Whether it is the elections, a religious festival or even something as personal as happiness, Deval Kartik explains how smart marketing lures people into becoming consumers.
During a recent visit to London, standing on the roadside, on a cold, grey morning, this bright red public transport bus caught my attention. The imperative message on it Go Home Hungry was impossible to miss. This, and several other strong visuals and words got me thinking about the wave of new consumer vocabulary that surrounds us.
Just two years ago, in April 2014, India was gripped by the fever and frenzy of the sixteenth general election. For the world’s largest democracy—with 814.5 million people eligible to vote and an increase of 100 million voters since the last election of 2009 (Election Commission of India, 2014), it was a major event. 150 million young people, in the age group of eighteen to twenty three became eligible to vote for the first time.
What set this election apart from previous general elections in the country, among other things, was the rise in consumerism that was more apparent than ever before. Smart marketers did not leave a single opportunity to lure people to buy stuff that they might or might not need. Discounts were being offered to every individual over the age of eighteen, who had voted in the election on several items, locally and nationwide.

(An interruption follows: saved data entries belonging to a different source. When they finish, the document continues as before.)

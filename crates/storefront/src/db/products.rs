//! Product repository.

use chrono::{DateTime, Utc};
use rust_decimal::Decimal;
use sqlx::PgPool;
use sqlx::types::Json;
use tracing::instrument;

use fashion_store_core::{Category, Color, Product, ProductId, RatingSummary, Size};

use super::RepositoryError;

/// Filters for the product listing.
#[derive(Debug, Clone, Default)]
pub struct ProductFilter {
    pub category: Option<Category>,
    pub featured: Option<bool>,
    pub limit: i64,
    pub offset: i64,
}

#[derive(sqlx::FromRow)]
struct ProductRow {
    id: i32,
    name: String,
    description: String,
    price: Decimal,
    original_price: Decimal,
    category: String,
    brand: String,
    images: Vec<String>,
    colors: Json<Vec<Color>>,
    sizes: Json<Vec<Size>>,
    stock: i32,
    rating: Decimal,
    num_reviews: i32,
    featured: bool,
    is_active: bool,
    created_at: DateTime<Utc>,
}

impl TryFrom<ProductRow> for Product {
    type Error = RepositoryError;

    fn try_from(row: ProductRow) -> Result<Self, Self::Error> {
        let category = row.category.parse::<Category>().map_err(|e| {
            RepositoryError::DataCorruption(format!("product {}: {e}", row.id))
        })?;
        Ok(Self {
            id: ProductId::new(row.id),
            name: row.name,
            description: row.description,
            price: row.price,
            original_price: row.original_price,
            category,
            brand: row.brand,
            images: row.images,
            colors: row.colors.0,
            sizes: row.sizes.0,
            stock: row.stock,
            rating: row.rating,
            num_reviews: row.num_reviews,
            featured: row.featured,
            is_active: row.is_active,
            created_at: Some(row.created_at),
        })
    }
}

fn into_products(rows: Vec<ProductRow>) -> Result<Vec<Product>, RepositoryError> {
    rows.into_iter().map(Product::try_from).collect()
}

/// Repository for catalog queries.
pub struct ProductRepository<'a> {
    pool: &'a PgPool,
}

impl<'a> ProductRepository<'a> {
    /// Create a new product repository.
    #[must_use]
    pub const fn new(pool: &'a PgPool) -> Self {
        Self { pool }
    }

    /// A product by id, active or not.
    ///
    /// # Errors
    ///
    /// Returns `RepositoryError::Database` if the query fails.
    #[instrument(skip(self))]
    pub async fn get(&self, id: ProductId) -> Result<Option<Product>, RepositoryError> {
        let row = sqlx::query_as::<_, ProductRow>(
            r"
            SELECT id, name, description, price, original_price, category, brand,
                   images, colors, sizes, stock, rating, num_reviews, featured,
                   is_active, created_at
            FROM products
            WHERE id = $1
            ",
        )
        .bind(id)
        .fetch_optional(self.pool)
        .await?;

        row.map(Product::try_from).transpose()
    }

    /// Several products at once, in no particular order. Unknown ids are
    /// simply absent from the result.
    ///
    /// # Errors
    ///
    /// Returns `RepositoryError::Database` if the query fails.
    #[instrument(skip(self, ids), fields(count = ids.len()))]
    pub async fn get_many(&self, ids: &[ProductId]) -> Result<Vec<Product>, RepositoryError> {
        if ids.is_empty() {
            return Ok(Vec::new());
        }
        let ids: Vec<i32> = ids.iter().map(ProductId::as_i32).collect();
        let rows = sqlx::query_as::<_, ProductRow>(
            r"
            SELECT id, name, description, price, original_price, category, brand,
                   images, colors, sizes, stock, rating, num_reviews, featured,
                   is_active, created_at
            FROM products
            WHERE id = ANY($1)
            ",
        )
        .bind(ids)
        .fetch_all(self.pool)
        .await?;

        into_products(rows)
    }

    /// One page of active products, newest first, with the total match count.
    ///
    /// # Errors
    ///
    /// Returns `RepositoryError::Database` if the query fails.
    #[instrument(skip(self))]
    pub async fn list(&self, filter: &ProductFilter) -> Result<(Vec<Product>, i64), RepositoryError> {
        let category = filter.category.map(|c| c.as_str());

        let rows = sqlx::query_as::<_, ProductRow>(
            r"
            SELECT id, name, description, price, original_price, category, brand,
                   images, colors, sizes, stock, rating, num_reviews, featured,
                   is_active, created_at
            FROM products
            WHERE is_active
              AND ($1::text IS NULL OR category = $1)
              AND ($2::bool IS NULL OR featured = $2)
            ORDER BY created_at DESC, id DESC
            LIMIT $3 OFFSET $4
            ",
        )
        .bind(category)
        .bind(filter.featured)
        .bind(filter.limit)
        .bind(filter.offset)
        .fetch_all(self.pool)
        .await?;

        let total: i64 = sqlx::query_scalar(
            r"
            SELECT COUNT(*)
            FROM products
            WHERE is_active
              AND ($1::text IS NULL OR category = $1)
              AND ($2::bool IS NULL OR featured = $2)
            ",
        )
        .bind(category)
        .bind(filter.featured)
        .fetch_one(self.pool)
        .await?;

        Ok((into_products(rows)?, total))
    }

    /// Active products whose name, brand, category or description contains
    /// `needle`, case-insensitively.
    ///
    /// # Errors
    ///
    /// Returns `RepositoryError::Database` if the query fails.
    #[instrument(skip(self))]
    pub async fn search(&self, needle: &str, limit: i64) -> Result<Vec<Product>, RepositoryError> {
        let pattern = format!("%{}%", escape_like(needle));
        let rows = sqlx::query_as::<_, ProductRow>(
            r"
            SELECT id, name, description, price, original_price, category, brand,
                   images, colors, sizes, stock, rating, num_reviews, featured,
                   is_active, created_at
            FROM products
            WHERE is_active
              AND (name ILIKE $1 OR brand ILIKE $1 OR category ILIKE $1 OR description ILIKE $1)
            ORDER BY created_at DESC, id DESC
            LIMIT $2
            ",
        )
        .bind(pattern)
        .bind(limit)
        .fetch_all(self.pool)
        .await?;

        into_products(rows)
    }

    /// Insert a catalog entry. The id, rating and timestamps of `product`
    /// are ignored.
    ///
    /// # Errors
    ///
    /// Returns `RepositoryError::Database` if the insert fails.
    #[instrument(skip(self, product), fields(name = %product.name))]
    pub async fn insert(&self, product: &Product) -> Result<ProductId, RepositoryError> {
        let id: i32 = sqlx::query_scalar(
            r"
            INSERT INTO products (name, description, price, original_price, category, brand,
                                  images, colors, sizes, stock, featured, is_active)
            VALUES ($1, $2, $3, $4, $5, $6, $7, $8, $9, $10, $11, $12)
            RETURNING id
            ",
        )
        .bind(&product.name)
        .bind(&product.description)
        .bind(product.price)
        .bind(product.original_price)
        .bind(product.category.as_str())
        .bind(&product.brand)
        .bind(&product.images)
        .bind(Json(&product.colors))
        .bind(Json(&product.sizes))
        .bind(product.stock)
        .bind(product.featured)
        .bind(product.is_active)
        .fetch_one(self.pool)
        .await?;

        Ok(ProductId::new(id))
    }

    /// Overwrite the editable columns of an existing product. The review
    /// aggregate and `is_active` are left alone.
    ///
    /// # Errors
    ///
    /// Returns `RepositoryError::NotFound` if the product does not exist.
    #[instrument(skip(self, product), fields(product_id = %product.id))]
    pub async fn update(&self, product: &Product) -> Result<Product, RepositoryError> {
        let row = sqlx::query_as::<_, ProductRow>(
            r"
            UPDATE products
            SET name = $2, description = $3, price = $4, original_price = $5, category = $6,
                brand = $7, images = $8, colors = $9, sizes = $10, stock = $11, featured = $12
            WHERE id = $1
            RETURNING id, name, description, price, original_price, category, brand,
                      images, colors, sizes, stock, rating, num_reviews, featured,
                      is_active, created_at
            ",
        )
        .bind(product.id)
        .bind(&product.name)
        .bind(&product.description)
        .bind(product.price)
        .bind(product.original_price)
        .bind(product.category.as_str())
        .bind(&product.brand)
        .bind(&product.images)
        .bind(Json(&product.colors))
        .bind(Json(&product.sizes))
        .bind(product.stock)
        .bind(product.featured)
        .fetch_optional(self.pool)
        .await?
        .ok_or(RepositoryError::NotFound)?;

        Product::try_from(row)
    }

    /// Take a product off sale. Carts, wishlists and past orders keep
    /// referring to it; it just stops resolving as active.
    ///
    /// # Errors
    ///
    /// Returns `RepositoryError::NotFound` if the product does not exist.
    #[instrument(skip(self))]
    pub async fn deactivate(&self, id: ProductId) -> Result<(), RepositoryError> {
        let result = sqlx::query("UPDATE products SET is_active = FALSE WHERE id = $1")
            .bind(id)
            .execute(self.pool)
            .await?;

        if result.rows_affected() == 0 {
            return Err(RepositoryError::NotFound);
        }
        Ok(())
    }

    /// # Errors
    ///
    /// Returns `RepositoryError::Database` if the query fails.
    pub async fn count_active(&self) -> Result<i64, RepositoryError> {
        let count = sqlx::query_scalar("SELECT COUNT(*) FROM products WHERE is_active")
            .fetch_one(self.pool)
            .await?;
        Ok(count)
    }

    /// Remove the whole catalog along with its reviews.
    ///
    /// # Errors
    ///
    /// Returns `RepositoryError::Database` if the delete fails.
    pub async fn delete_all(&self) -> Result<u64, RepositoryError> {
        let result = sqlx::query("DELETE FROM products").execute(self.pool).await?;
        Ok(result.rows_affected())
    }
}

/// Write the review aggregate onto the product row.
pub(crate) async fn set_rating<'e>(
    executor: impl sqlx::PgExecutor<'e>,
    id: ProductId,
    summary: RatingSummary,
) -> Result<(), RepositoryError> {
    let result = sqlx::query("UPDATE products SET rating = $2, num_reviews = $3 WHERE id = $1")
        .bind(id)
        .bind(summary.rating)
        .bind(summary.num_reviews)
        .execute(executor)
        .await?;

    if result.rows_affected() == 0 {
        return Err(RepositoryError::NotFound);
    }
    Ok(())
}

/// Escape `LIKE` metacharacters so user input matches literally.
fn escape_like(input: &str) -> String {
    let mut escaped = String::with_capacity(input.len());
    for c in input.chars() {
        if matches!(c, '%' | '_' | '\\') {
            escaped.push('\\');
        }
        escaped.push(c);
    }
    escaped
}

#[cfg(test)]
mod tests {
    use super::*;

    #[test]
    fn test_escape_like() {
        assert_eq!(escape_like("denim"), "denim");
        assert_eq!(escape_like("50%"), "50\\%");
        assert_eq!(escape_like("a_b\\c"), "a\\_b\\\\c");
    }
}
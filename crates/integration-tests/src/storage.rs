//! Guest storage that can be told to refuse writes to chosen keys.

use std::collections::HashSet;
use std::io;
use std::sync::Arc;

use async_trait::async_trait;
use fashion_store_client::storage::StorageError;
use fashion_store_client::{KeyValueStore, MemoryStore};
use tokio::sync::Mutex;

/// A [`MemoryStore`] whose writes to refused keys fail with an I/O error,
/// as a full disk would.
pub struct FlakyStore {
    inner: Arc<MemoryStore>,
    refused: Mutex<HashSet<String>>,
}

impl FlakyStore {
    #[must_use]
    pub fn new(inner: Arc<MemoryStore>) -> Self {
        Self {
            inner,
            refused: Mutex::new(HashSet::new()),
        }
    }

    pub async fn refuse_writes_to(&self, key: &str) {
        self.refused.lock().await.insert(key.to_owned());
    }
}

#[async_trait]
impl KeyValueStore for FlakyStore {
    async fn get(&self, key: &str) -> Result<Option<String>, StorageError> {
        self.inner.get(key).await
    }

    async fn set(&self, key: &str, value: &str) -> Result<(), StorageError> {
        if self.refused.lock().await.contains(key) {
            return Err(StorageError::Io(io::Error::other(format!("no space left writing {key}"))));
        }
        self.inner.set(key, value).await
    }

    async fn remove(&self, key: &str) -> Result<(), StorageError> {
        self.inner.remove(key).await
    }
}
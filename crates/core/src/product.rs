//! Catalog types: products, their variants, and references to them.

use core::fmt;

use chrono::{DateTime, Utc};
use rust_decimal::Decimal;
use rust_decimal::prelude::ToPrimitive;
use serde::{Deserialize, Serialize};

use crate::types::{ProductId, UnknownVariant};

/// Department a product is listed under.
#[derive(Debug, Clone, Copy, PartialEq, Eq, Hash, Serialize, Deserialize)]
pub enum Category {
    Men,
    Women,
    Kids,
}

impl Category {
    #[must_use]
    pub const fn as_str(&self) -> &'static str {
        match self {
            Self::Men => "Men",
            Self::Women => "Women",
            Self::Kids => "Kids",
        }
    }
}

impl fmt::Display for Category {
    fn fmt(&self, f: &mut fmt::Formatter<'_>) -> fmt::Result {
        f.write_str(self.as_str())
    }
}

impl core::str::FromStr for Category {
    type Err = UnknownVariant;

    /// Case-insensitive, so `/products/category/women` works.
    fn from_str(s: &str) -> Result<Self, Self::Err> {
        match s.trim().to_ascii_lowercase().as_str() {
            "men" => Ok(Self::Men),
            "women" => Ok(Self::Women),
            "kids" => Ok(Self::Kids),
            _ => Err(UnknownVariant {
                kind: "category",
                value: s.to_owned(),
            }),
        }
    }
}

/// Garment size.
///
/// The standard letter sizes are enumerated; anything else a product
/// declares (e.g. `"32"` for trousers) is kept verbatim as `Custom`.
#[derive(Debug, Clone, PartialEq, Eq, Hash, Serialize, Deserialize)]
#[serde(from = "String", into = "String")]
pub enum Size {
    S,
    M,
    L,
    XL,
    XXL,
    Custom(String),
}

impl Size {
    #[must_use]
    pub fn as_str(&self) -> &str {
        match self {
            Self::S => "S",
            Self::M => "M",
            Self::L => "L",
            Self::XL => "XL",
            Self::XXL => "XXL",
            Self::Custom(s) => s,
        }
    }

    /// A size is blank when it is a custom size with no visible characters.
    #[must_use]
    pub fn is_blank(&self) -> bool {
        self.as_str().trim().is_empty()
    }
}

impl From<String> for Size {
    fn from(value: String) -> Self {
        match value.trim() {
            "S" => Self::S,
            "M" => Self::M,
            "L" => Self::L,
            "XL" => Self::XL,
            "XXL" => Self::XXL,
            _ => Self::Custom(value),
        }
    }
}

impl From<&str> for Size {
    fn from(value: &str) -> Self {
        Self::from(value.to_owned())
    }
}

impl From<Size> for String {
    fn from(size: Size) -> Self {
        match size {
            Size::Custom(s) => s,
            other => other.as_str().to_owned(),
        }
    }
}

impl fmt::Display for Size {
    fn fmt(&self, f: &mut fmt::Formatter<'_>) -> fmt::Result {
        f.write_str(self.as_str())
    }
}

/// A colour variant. Variant identity is the `name`; `code` is display only.
#[derive(Debug, Clone, PartialEq, Eq, Hash, Serialize, Deserialize)]
pub struct Color {
    pub name: String,
    /// Hex colour code, e.g. `#000000`.
    pub code: String,
}

impl Color {
    #[must_use]
    pub fn new(name: impl Into<String>, code: impl Into<String>) -> Self {
        Self {
            name: name.into(),
            code: code.into(),
        }
    }
}

/// Full product detail, as served by the catalog.
#[derive(Debug, Clone, PartialEq, Serialize, Deserialize)]
#[serde(rename_all = "camelCase")]
pub struct Product {
    pub id: ProductId,
    pub name: String,
    pub description: String,
    pub price: Decimal,
    pub original_price: Decimal,
    pub category: Category,
    pub brand: String,
    #[serde(default)]
    pub images: Vec<String>,
    #[serde(default)]
    pub colors: Vec<Color>,
    #[serde(default)]
    pub sizes: Vec<Size>,
    #[serde(default)]
    pub stock: i32,
    #[serde(default)]
    pub rating: Decimal,
    #[serde(default)]
    pub num_reviews: i32,
    #[serde(default)]
    pub featured: bool,
    #[serde(default = "default_active")]
    pub is_active: bool,
    #[serde(default, skip_serializing_if = "Option::is_none")]
    pub created_at: Option<DateTime<Utc>>,
}

const fn default_active() -> bool {
    true
}

impl Product {
    /// Whole-percent markdown from `original_price` to `price`, or 0 when the
    /// product is not discounted.
    #[must_use]
    pub fn discount_percentage(&self) -> u32 {
        if self.original_price <= self.price || self.original_price.is_zero() {
            return 0;
        }
        let pct = (self.original_price - self.price) / self.original_price * Decimal::ONE_HUNDRED;
        pct.round().to_u32().unwrap_or(0)
    }

    /// Whether `size` may be ordered. Products that declare no sizes accept any.
    #[must_use]
    pub fn offers_size(&self, size: &Size) -> bool {
        self.sizes.is_empty() || self.sizes.contains(size)
    }

    /// Whether a colour with this name may be ordered. Products that declare
    /// no colours accept any.
    #[must_use]
    pub fn offers_color(&self, color: &Color) -> bool {
        self.colors.is_empty() || self.colors.iter().any(|c| c.name == color.name)
    }

    /// Every catalog rule this product breaks; empty when it may be listed.
    #[must_use]
    pub fn listing_problems(&self) -> Vec<&'static str> {
        let mut problems = Vec::new();
        if self.name.trim().is_empty() {
            problems.push("name is required");
        }
        if self.brand.trim().is_empty() {
            problems.push("brand is required");
        }
        if self.price.is_sign_negative() {
            problems.push("price must not be negative");
        }
        if self.original_price < self.price {
            problems.push("originalPrice is below price");
        }
        if self.images.is_empty() {
            problems.push("at least one image is required");
        }
        if self.stock < 0 {
            problems.push("stock must not be negative");
        }
        if self.sizes.iter().any(Size::is_blank) {
            problems.push("sizes must not be blank");
        }
        problems
    }

    /// First image, used as the thumbnail on order lines.
    #[must_use]
    pub fn thumbnail(&self) -> Option<&str> {
        self.images.first().map(String::as_str)
    }
}

/// A reference to a product that may or may not have been hydrated.
#[derive(Debug, Clone, PartialEq, Serialize, Deserialize)]
#[serde(tag = "state", rename_all = "snake_case")]
pub enum ProductRef {
    /// Only the id is known.
    Unresolved { id: ProductId },
    /// Full detail has been fetched.
    Resolved(Product),
}

impl ProductRef {
    #[must_use]
    pub const fn id(&self) -> ProductId {
        match self {
            Self::Unresolved { id } => *id,
            Self::Resolved(product) => product.id,
        }
    }

    #[must_use]
    pub const fn product(&self) -> Option<&Product> {
        match self {
            Self::Unresolved { .. } => None,
            Self::Resolved(product) => Some(product),
        }
    }

    #[must_use]
    pub const fn is_resolved(&self) -> bool {
        matches!(self, Self::Resolved(_))
    }

    /// Unit price, if the product detail is known.
    #[must_use]
    pub fn unit_price(&self) -> Option<Decimal> {
        self.product().map(|p| p.price)
    }
}

impl From<Product> for ProductRef {
    fn from(product: Product) -> Self {
        Self::Resolved(product)
    }
}

impl From<ProductId> for ProductRef {
    fn from(id: ProductId) -> Self {
        Self::Unresolved { id }
    }
}

#[cfg(test)]
pub(crate) mod fixtures {
    use rust_decimal::Decimal;

    use super::{Category, Color, Product, Size};
    use crate::types::ProductId;

    /// A plain active product at the given whole-unit price.
    pub fn product(id: i32, price: i64) -> Product {
        Product {
            id: ProductId::new(id),
            name: format!("Product {id}"),
            description: "Cotton tee".to_owned(),
            price: Decimal::new(price, 0),
            original_price: Decimal::new(price, 0),
            category: Category::Women,
            brand: "Loom".to_owned(),
            images: vec![format!("/img/{id}.jpg")],
            colors: vec![Color::new("Black", "#000000"), Color::new("Red", "#ff0000")],
            sizes: vec![Size::S, Size::M, Size::L],
            stock: 10,
            rating: Decimal::ZERO,
            num_reviews: 0,
            featured: false,
            is_active: true,
            created_at: None,
        }
    }
}

#[cfg(test)]
#[allow(clippy::unwrap_used)]
mod tests {
    use super::fixtures::product;
    use super::*;

    #[test]
    fn test_size_parses_standard_and_custom() {
        assert_eq!(Size::from("XL"), Size::XL);
        assert_eq!(Size::from("32"), Size::Custom("32".to_owned()));
        let json = serde_json::to_string(&Size::XXL).unwrap();
        assert_eq!(json, "\"XXL\"");
        let back: Size = serde_json::from_str("\"M\"").unwrap();
        assert_eq!(back, Size::M);
    }

    #[test]
    fn test_category_is_case_insensitive() {
        assert_eq!("women".parse::<Category>().unwrap(), Category::Women);
        assert_eq!("KIDS".parse::<Category>().unwrap(), Category::Kids);
        assert!("pets".parse::<Category>().is_err());
    }

    #[test]
    fn test_discount_percentage() {
        let mut p = product(1, 750);
        p.original_price = Decimal::new(1000, 0);
        assert_eq!(p.discount_percentage(), 25);
        p.original_price = Decimal::new(500, 0);
        assert_eq!(p.discount_percentage(), 0);
    }

    #[test]
    fn test_listing_problems() {
        assert!(product(1, 100).listing_problems().is_empty());

        let mut p = product(1, 100);
        p.brand = " ".to_owned();
        p.original_price = Decimal::new(50, 0);
        p.images.clear();
        assert_eq!(
            p.listing_problems(),
            vec![
                "brand is required",
                "originalPrice is below price",
                "at least one image is required"
            ]
        );
    }

    #[test]
    fn test_variant_offers() {
        let p = product(1, 100);
        assert!(p.offers_size(&Size::M));
        assert!(!p.offers_size(&Size::XXL));
        assert!(p.offers_color(&Color::new("Black", "#111")));
        assert!(!p.offers_color(&Color::new("Teal", "#0ff")));
    }

    #[test]
    fn test_product_ref_tagging() {
        let unresolved = ProductRef::from(ProductId::new(3));
        let json = serde_json::to_value(&unresolved).unwrap();
        assert_eq!(json["state"], "unresolved");
        assert_eq!(json["id"], 3);

        let resolved = ProductRef::from(product(4, 20));
        let json = serde_json::to_value(&resolved).unwrap();
        assert_eq!(json["state"], "resolved");
        assert_eq!(json["name"], "Product 4");
        let back: ProductRef = serde_json::from_value(json).unwrap();
        assert_eq!(back.id(), ProductId::new(4));
        assert!(back.is_resolved());
    }
}
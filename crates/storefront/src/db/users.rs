//! User repository for database operations.

use chrono::{DateTime, Utc};
use sqlx::PgPool;
use tracing::instrument;

use fashion_store_core::{CustomerSummary, Email, ProfileUpdate, UserId, UserProfile, UserRole};

use super::RepositoryError;

#[derive(sqlx::FromRow)]
pub(super) struct UserRow {
    id: i32,
    name: String,
    email: String,
    phone: Option<String>,
    role: String,
}

impl TryFrom<UserRow> for UserProfile {
    type Error = RepositoryError;

    fn try_from(row: UserRow) -> Result<Self, Self::Error> {
        let email = Email::parse(&row.email).map_err(|e| {
            RepositoryError::DataCorruption(format!("invalid email in database: {e}"))
        })?;
        let role = row.role.parse::<UserRole>().map_err(|e| {
            RepositoryError::DataCorruption(format!("user {}: {e}", row.id))
        })?;
        Ok(Self {
            id: UserId::new(row.id),
            name: row.name,
            email,
            phone: row.phone,
            role,
        })
    }
}

#[derive(sqlx::FromRow)]
struct CustomerRow {
    #[sqlx(flatten)]
    user: UserRow,
    created_at: DateTime<Utc>,
}

impl TryFrom<CustomerRow> for CustomerSummary {
    type Error = RepositoryError;

    fn try_from(row: CustomerRow) -> Result<Self, Self::Error> {
        let profile = UserProfile::try_from(row.user)?;
        Ok(Self {
            id: profile.id,
            name: profile.name,
            email: profile.email,
            phone: profile.phone,
            created_at: row.created_at,
        })
    }
}

#[derive(sqlx::FromRow)]
struct UserWithHashRow {
    #[sqlx(flatten)]
    user: UserRow,
    password_hash: String,
}

/// Repository for user database operations.
pub struct UserRepository<'a> {
    pool: &'a PgPool,
}

impl<'a> UserRepository<'a> {
    /// Create a new user repository.
    #[must_use]
    pub const fn new(pool: &'a PgPool) -> Self {
        Self { pool }
    }

    /// Get a user by their ID.
    ///
    /// # Errors
    ///
    /// Returns `RepositoryError::Database` if the query fails.
    /// Returns `RepositoryError::DataCorruption` if the stored row is invalid.
    pub async fn get_by_id(&self, id: UserId) -> Result<Option<UserProfile>, RepositoryError> {
        let row = sqlx::query_as::<_, UserRow>("SELECT id, name, email, phone, role FROM users WHERE id = $1")
            .bind(id)
            .fetch_optional(self.pool)
            .await?;

        row.map(UserProfile::try_from).transpose()
    }

    /// Get a user together with their password hash.
    ///
    /// # Errors
    ///
    /// Returns `RepositoryError::Database` if the query fails.
    pub async fn get_password_hash(
        &self,
        email: &Email,
    ) -> Result<Option<(UserProfile, String)>, RepositoryError> {
        let row = sqlx::query_as::<_, UserWithHashRow>(
            "SELECT id, name, email, phone, role, password_hash FROM users WHERE email = $1",
        )
        .bind(email.as_str())
        .fetch_optional(self.pool)
        .await?;

        match row {
            Some(r) => Ok(Some((UserProfile::try_from(r.user)?, r.password_hash))),
            None => Ok(None),
        }
    }

    /// Create a new customer account.
    ///
    /// # Errors
    ///
    /// Returns `RepositoryError::Conflict` if the email already exists.
    /// Returns `RepositoryError::Database` for other database errors.
    pub async fn create_with_password(
        &self,
        name: &str,
        email: &Email,
        phone: Option<&str>,
        password_hash: &str,
    ) -> Result<UserProfile, RepositoryError> {
        let row = sqlx::query_as::<_, UserRow>(
            r"
            INSERT INTO users (name, email, phone, password_hash)
            VALUES ($1, $2, $3, $4)
            RETURNING id, name, email, phone, role
            ",
        )
        .bind(name)
        .bind(email.as_str())
        .bind(phone)
        .bind(password_hash)
        .fetch_one(self.pool)
        .await
        .map_err(|e| RepositoryError::on_unique_violation(e, "email already exists"))?;

        UserProfile::try_from(row)
    }

    /// Change the name and phone of an account. A blank phone clears it.
    ///
    /// # Errors
    ///
    /// Returns `RepositoryError::NotFound` if the account is gone.
    #[instrument(skip(self, update))]
    pub async fn update_profile(
        &self,
        id: UserId,
        update: &ProfileUpdate,
    ) -> Result<UserProfile, RepositoryError> {
        let row = sqlx::query_as::<_, UserRow>(
            r"
            UPDATE users
            SET name = COALESCE($2, name),
                phone = CASE WHEN $3::text IS NULL THEN phone ELSE NULLIF($3, '') END,
                updated_at = now()
            WHERE id = $1
            RETURNING id, name, email, phone, role
            ",
        )
        .bind(id)
        .bind(update.name.as_deref())
        .bind(update.phone.as_deref())
        .fetch_optional(self.pool)
        .await?
        .ok_or(RepositoryError::NotFound)?;

        UserProfile::try_from(row)
    }

    /// Customer accounts, newest first. Admins are not listed.
    ///
    /// # Errors
    ///
    /// Returns `RepositoryError::Database` if the query fails.
    pub async fn list_customers(&self) -> Result<Vec<CustomerSummary>, RepositoryError> {
        let rows = sqlx::query_as::<_, CustomerRow>(
            r"
            SELECT id, name, email, phone, role, created_at
            FROM users
            WHERE role = $1
            ORDER BY created_at DESC, id DESC
            ",
        )
        .bind(UserRole::Customer.as_str())
        .fetch_all(self.pool)
        .await?;

        rows.into_iter().map(CustomerSummary::try_from).collect()
    }

    /// # Errors
    ///
    /// Returns `RepositoryError::Database` if the query fails.
    pub async fn count_customers(&self) -> Result<i64, RepositoryError> {
        let count = sqlx::query_scalar("SELECT COUNT(*) FROM users WHERE role = $1")
            .bind(UserRole::Customer.as_str())
            .fetch_one(self.pool)
            .await?;
        Ok(count)
    }

    /// Grant or revoke the admin role.
    ///
    /// # Errors
    ///
    /// Returns `RepositoryError::NotFound` if no account has this email.
    #[instrument(skip(self), fields(email = %email))]
    pub async fn set_role(&self, email: &Email, role: UserRole) -> Result<UserProfile, RepositoryError> {
        let row = sqlx::query_as::<_, UserRow>(
            r"
            UPDATE users
            SET role = $2, updated_at = now()
            WHERE email = $1
            RETURNING id, name, email, phone, role
            ",
        )
        .bind(email.as_str())
        .bind(role.as_str())
        .fetch_optional(self.pool)
        .await?
        .ok_or(RepositoryError::NotFound)?;

        UserProfile::try_from(row)
    }
}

This was completely new to Indian markets and society. Liberalization that started in 1991 has now come of age in India. Any event that occurs regularly or occasionally is now being promoted as an opportunity to consume. Be it Independence day– which should be celebrating India’s progress to a self sustained, strong economy or days such as Mother’s Day and Father’s Day, specifically created by marketers, the focus remains on consumption. With the advent of consumerism, comes in a new vocabulary that was not evident before. With over active mass and social media, the new vocabulary gets popular even faster and spreads like epidemic. It is difficult to say whether our vocabulary has actually increased or has sharply declined due to high media proliferation.
For a minute, let me keep consumerism aside and focus only on spoken language to illustrate my point.
In earlier times, when someone narrated a conversation between two or more people, words such as ‘said’, ‘told’, ‘asked’, ‘conveyed’, ‘expressed’, ‘explained’, ‘asserted’, ‘reported’ and many such could be heard. Picture a similar conversation now and all one hears is ‘I was like…’ and ‘he was like…’ The finer nuances of words are compressed by just one word ‘like’. However, the same set of people, while using social media would use a vocabulary that is strangely elaborate and borrowed. I would like to exemplify this new consumerist social media vocabulary in two main categories.
The Lust: This seems to be primarily related to food. The most common food photo hashtag is Foodporn, referring to something that is irresistible and yet bad for you. Even the description of the food photographed (or should one say pornographed) goes, “Hot red lobster with Prosecco butter sauce running down its claws, seductively posed on a bed of creamy rosemary, garlic and chèvre yellow corn grits” (Wrightson, 2009). Another one, quite close to foodporn, is Foodgasm, that combines food and orgasm. It refers to a pleasurable experience that comes from eating food and is often used with words that express heightened sensory experience ‘Mouth-watering, Tummy grumbling, Eye-popping, Drool inducing, Finger-licking, Diet destroying, Scrumptious, Gastronomy’. Hashtag Foodgasm is mostly used for pictures of desserts and also combined with the hashtag ‘sinful’. This is only the beginning and I am sure more such portmanteaus will get added to the vocabulary.
The Violence: Killing, slaying, shaming are some of the common words on social media. It is not just about the meaning of the words and the context alone, but the violence associated with it. The choice of the words to express something that is impressive or amusing; or something that is different from one’s own standard of fitness or beauty is what got my attention as trending vocabulary. Just as our vocabulary is getting limited, it is also getting brutal and lusty. It is well known to us that some other words such as presstitute and sickluar, being used in political contexts, also come in the two categories mentioned above.
By expressing my views, I do not choose a moral ground over the use of a language being used which in any case, is not our native language, the danger of being too limited and too selective in our choice of words is imminent.
Deval Kartik has 25 years' of multicultural teaching experience and is currently Adjunct Faculty at Rochester Institute of Technology, Dubai.